A.                            Saint Damian was a Sacred Heart priest from Belgium who volunteered for ministry in Hawaii.

1.      Born on January 3, 1840 , the seventh child (4th son) of Johannes and Catherine de Veuster in Tremelo in the Flemish part of Belgium.  Two of his sisters would become nuns and a brother would become a priest.

 

2.      Because of the humble circumstances, his schooling ended when he was 13 and he began working on the farm.  His parents in fact anticipated that he would take over the farm one day.    

 

3.      At the age of 20, he entered seminary for the Congregation of the Sacred Hearts of Mary and Jesus, after his brother Augustine, who took the name Pamphili.  Joseph took the name Damian after St. Damian, a physician who with his brother Cosmos, were doctors in ancient Rome who served the poor and were eventually martyred for the faith.

 

4.      Both Damian and his brother Pamphili wanted to be missionaries.   Pamphili initially volunteered to go to Hawaii, but was unable to do so for health reasons.    And so, Damian volunteered to minister in Hawaii.  And, in 1884, he was sent to Hawaii, where he was ordained a priest in that same year. 

 

5.      At first, he was simply sent to parishes of Hawaii, where he served with distinction. 

B.  By the late nineteenth century, Hawaii was an independent nation, but very much influenced by Americans and English.

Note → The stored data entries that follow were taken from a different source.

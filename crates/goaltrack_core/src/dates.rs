//! Deadline formatting and day-count helpers.
//!
//! # Responsibility
//! - Turn a target timestamp into display strings and deadline predicates.
//!
//! Every function takes `now` explicitly so callers (and tests) control the
//! clock; the `*_now` wrappers bind the wall clock for UI call sites.

use chrono::{DateTime, Utc};

const SECONDS_PER_DAY: i64 = 86_400;

/// Absolute en-US display form, e.g. `Mar 5, 2026`.
pub fn format_date(ts: DateTime<Utc>) -> String {
    ts.format("%b %-d, %Y").to_string()
}

/// Signed whole-day count until `target`, rounding toward the deadline.
///
/// A target any moment later today-or-beyond counts as the next day up
/// (ceiling), so "23 hours from now" is 1 day; a past target rounds toward
/// zero the same way (5.5 days ago is -5).
pub fn days_until(target: DateTime<Utc>, now: DateTime<Utc>) -> i64 {
    let secs = (target - now).num_seconds();
    secs.div_euclid(SECONDS_PER_DAY) + i64::from(secs.rem_euclid(SECONDS_PER_DAY) > 0)
}

/// Strictly-before-now deadline check.
pub fn is_overdue(target: DateTime<Utc>, now: DateTime<Utc>) -> bool {
    target < now
}

/// Coarse relative bucket for a deadline.
///
/// Buckets by whole days: past -> "N days ago", 0 -> "Today",
/// 1 -> "Tomorrow", then days up to two weeks, weeks up to a month,
/// months up to a year, years beyond.
pub fn format_relative(target: DateTime<Utc>, now: DateTime<Utc>) -> String {
    let days = days_until(target, now);

    if days < 0 {
        let n = -days;
        format!("{n} day{} ago", plural(n))
    } else if days == 0 {
        "Today".to_string()
    } else if days == 1 {
        "Tomorrow".to_string()
    } else if days < 14 {
        format!("In {days} days")
    } else if days < 30 {
        let weeks = days / 7;
        format!("In {weeks} week{}", plural(weeks))
    } else if days < 365 {
        let months = days / 30;
        format!("In {months} month{}", plural(months))
    } else {
        let years = days / 365;
        format!("In {years} year{}", plural(years))
    }
}

/// Wall-clock convenience wrappers used by presentation callers.
pub fn days_until_now(target: DateTime<Utc>) -> i64 {
    days_until(target, Utc::now())
}

pub fn is_overdue_now(target: DateTime<Utc>) -> bool {
    is_overdue(target, Utc::now())
}

pub fn format_relative_now(target: DateTime<Utc>) -> String {
    format_relative(target, Utc::now())
}

fn plural(n: i64) -> &'static str {
    if n == 1 {
        ""
    } else {
        "s"
    }
}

1.  Captain Cook was the first European to come to Hawaii and stay there.  He discovered the Hawaiian islands in 1788 and named them the Sandwich Islands after his sponsor the fourth Earl of Sandwich.  On his second voyage, Captain Cook was killed by the natives in a dispute with his sailors.

2.  Captain Cook’s compatriots published books on the islands, and they became a very popular center of trade and scientific discovery, as well as a stopping place on the way to the Far East.

3.  There were wars among the islanders, which eventually resulted in King Kamehameha the Great gaining control of all of them in 1795. Christian missionaries began coming to the island in 1819 during the reign of his son Kamehameha II.  Kamehameha’s son Hiram I became the first Christian king of the islands.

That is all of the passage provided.